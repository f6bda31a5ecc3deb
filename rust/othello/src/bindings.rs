use crate::{FlowError, Game, GameConfig, Phase};
use ndarray::Array2;
use numpy::{PyArray1, PyArray2};
use pyo3::exceptions::{PyRuntimeError, PyValueError};
/// PyO3 bindings for the Reversi game driver
/// Exposes the turn flow and the computer player to a Python presentation layer
use pyo3::prelude::*;
use rand::rngs::StdRng;
use rand::SeedableRng;
use reversi_board::{Board, Flip, Side, CELLS, SIZE};
use reversi_engines::{compute_move, Difficulty};

/// (row, col, distance) as handed to Python
type FlipTuple = (usize, usize, f64);

fn flips_to_py(flips: &[Flip]) -> Vec<FlipTuple> {
    flips.iter().map(|f| (f.row, f.col, f.distance)).collect()
}

fn split_action(action: usize) -> PyResult<(usize, usize)> {
    if action >= CELLS {
        return Err(PyValueError::new_err(format!(
            "Action {} is out of range. Must be between 0 and 63 (inclusive).",
            action
        )));
    }
    Ok((action / SIZE, action % SIZE))
}

fn flow_err(err: FlowError) -> PyErr {
    match err {
        FlowError::Rules(_) => PyValueError::new_err(err.to_string()),
        _ => PyRuntimeError::new_err(err.to_string()),
    }
}

fn parse_difficulty(difficulty: &str) -> PyResult<Difficulty> {
    difficulty
        .parse()
        .map_err(|e: reversi_engines::ParseDifficultyError| PyValueError::new_err(e.to_string()))
}

/// Python wrapper for a human-vs-computer Reversi game
///
/// The presentation layer plays a move, animates the returned flip sequence
/// in order, then calls `settle()` to hand the turn on.
#[pyclass]
pub struct ReversiGame {
    game: Game,
    difficulty: Difficulty,
    rng: StdRng,
}

#[pymethods]
impl ReversiGame {
    /// Create a new game with the standard opening
    ///
    /// Args:
    ///     human_side (str): "black" (moves first) or "white"
    ///     difficulty (str): "easy" or "hard"
    ///     seed (int | None): seed for the computer's random choices
    #[new]
    #[pyo3(signature = (human_side = "black", difficulty = "hard", seed = None))]
    pub fn new(human_side: &str, difficulty: &str, seed: Option<u64>) -> PyResult<Self> {
        let config = GameConfig {
            human_side: human_side
                .parse::<Side>()
                .map_err(|e| PyValueError::new_err(e.to_string()))?,
            difficulty: parse_difficulty(difficulty)?,
        };

        let rng = match seed {
            Some(seed) => StdRng::seed_from_u64(seed),
            None => StdRng::from_entropy(),
        };

        Ok(Self {
            game: Game::new(config.human_side),
            difficulty: config.difficulty,
            rng,
        })
    }

    /// Reset the game to the opening position
    pub fn reset(&mut self) {
        self.game.reset();
    }

    /// Update the difficulty selector; read on the next computer move
    pub fn set_difficulty(&mut self, difficulty: &str) -> PyResult<()> {
        self.difficulty = parse_difficulty(difficulty)?;
        Ok(())
    }

    pub fn get_difficulty(&self) -> &'static str {
        self.difficulty.as_str()
    }

    /// Current phase: "waiting_for_human", "computer_thinking", "animating"
    /// or "game_over"
    pub fn get_phase(&self) -> &'static str {
        self.game.phase().as_str()
    }

    /// Play the human's move
    ///
    /// Args:
    ///     action (int): Position on the board (0-63), where action = row * 8 + col
    ///
    /// Returns:
    ///     list: [(row, col, distance), ...] captured discs in reveal order
    ///
    /// Raises:
    ///     ValueError: If the action is out of range or captures nothing
    ///     RuntimeError: If it is not the human's turn or a move is in flight
    pub fn play(&mut self, action: usize) -> PyResult<Vec<FlipTuple>> {
        let (row, col) = split_action(action)?;
        let applied = self.game.play_human(row, col).map_err(flow_err)?;
        Ok(flips_to_py(&applied.flips))
    }

    /// Let the computer move using the current difficulty
    ///
    /// Returns:
    ///     tuple: (action, [(row, col, distance), ...])
    pub fn computer_move(&mut self) -> PyResult<(usize, Vec<FlipTuple>)> {
        let difficulty = self.difficulty;
        let applied = self
            .game
            .play_computer(difficulty, &mut self.rng)
            .map_err(flow_err)?;
        Ok((applied.row * SIZE + applied.col, flips_to_py(&applied.flips)))
    }

    /// Finish the in-flight move and pass the turn
    ///
    /// Returns:
    ///     str: the new phase
    pub fn settle(&mut self) -> PyResult<&'static str> {
        let phase = self.game.settle().map_err(flow_err)?;
        Ok(phase.as_str())
    }

    /// Get the current board state as a 2D numpy array
    ///
    /// Returns:
    ///     np.ndarray: Shape (8, 8) with dtype uint8
    ///         - 0 = Empty cell
    ///         - 1 = Black piece
    ///         - 2 = White piece
    pub fn get_board<'py>(&self, py: Python<'py>) -> PyResult<&'py PyArray2<u8>> {
        let state = self.game.board().get_state();
        let array = Array2::from_shape_fn((SIZE, SIZE), |(row, col)| state[row * SIZE + col]);
        Ok(PyArray2::from_owned_array(py, array))
    }

    /// Get valid moves for the side to move
    ///
    /// Returns:
    ///     np.ndarray: Shape (64,) with dtype bool
    pub fn get_valid_moves<'py>(&self, py: Python<'py>) -> PyResult<&'py PyArray1<bool>> {
        let moves = self.game.board().get_valid_moves(self.game.to_move());
        Ok(PyArray1::from_slice(py, &moves))
    }

    /// Discs the side to move would capture at `action`, empty if illegal
    pub fn flip_sequence(&self, action: usize) -> PyResult<Vec<FlipTuple>> {
        let (row, col) = split_action(action)?;
        let flips = self
            .game
            .board()
            .legal_flip_sequence(row, col, self.game.to_move());
        Ok(flips_to_py(&flips))
    }

    /// Get the side to move: 0 for Black, 1 for White
    pub fn get_current_player(&self) -> u8 {
        match self.game.to_move() {
            Side::Black => 0,
            Side::White => 1,
        }
    }

    /// Side skipped by the last settle: 0 for Black, 1 for White, None if no skip
    pub fn get_skipped(&self) -> Option<u8> {
        self.game.last_skipped().map(|side| side.code() - 1)
    }

    /// Get piece counts for both players
    ///
    /// Returns:
    ///     tuple: (black_count, white_count)
    pub fn get_piece_counts(&self) -> (u8, u8) {
        self.game.board().get_piece_counts()
    }

    /// Get the winner of the game
    ///
    /// Returns:
    ///     int:
    ///         - 0 = Black wins
    ///         - 1 = White wins
    ///         - 2 = Draw
    ///         - 3 = Game not finished
    pub fn get_winner(&self) -> u8 {
        match self.game.phase() {
            Phase::GameOver(outcome) => match outcome.winner() {
                Some(Side::Black) => 0,
                Some(Side::White) => 1,
                None => 2,
            },
            _ => 3,
        }
    }
}

/// Compute the computer's move for a bare board
///
/// Args:
///     board (list): Flat board state as 64 elements (0=Empty, 1=Black, 2=White)
///     player (int): Side to move (1=Black, 2=White)
///     difficulty (str): "easy" or "hard"
///
/// Returns:
///     int: Move index (0-63) or 255 if no valid moves
#[pyfunction]
#[pyo3(signature = (board, player, difficulty = "hard"))]
fn choose_move_py(board: Vec<u8>, player: u8, difficulty: &str) -> PyResult<u8> {
    if board.len() != CELLS {
        return Err(PyValueError::new_err(format!(
            "Board must have exactly 64 elements, got {}",
            board.len()
        )));
    }
    let side = Side::from_code(player)
        .ok_or_else(|| PyValueError::new_err(format!("Player must be 1 or 2, got {}", player)))?;

    let mut board_array: [u8; CELLS] = [0; CELLS];
    board_array.copy_from_slice(&board);
    let board = Board::from_state(&board_array).map_err(|e| PyValueError::new_err(e.to_string()))?;

    let mut rng = rand::thread_rng();
    Ok(compute_move(&board, side, parse_difficulty(difficulty)?, &mut rng)
        .map(|mv| mv.index() as u8)
        .unwrap_or(u8::MAX))
}

/// Python module definition
///
/// This module can be imported in Python as `reversi_rust`
#[pymodule]
fn reversi_rust(_py: Python, m: &PyModule) -> PyResult<()> {
    m.add_class::<ReversiGame>()?;
    m.add_function(wrap_pyfunction!(choose_move_py, m)?)?;
    Ok(())
}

####

State how many lines above contain the word "range", and nothing more.

2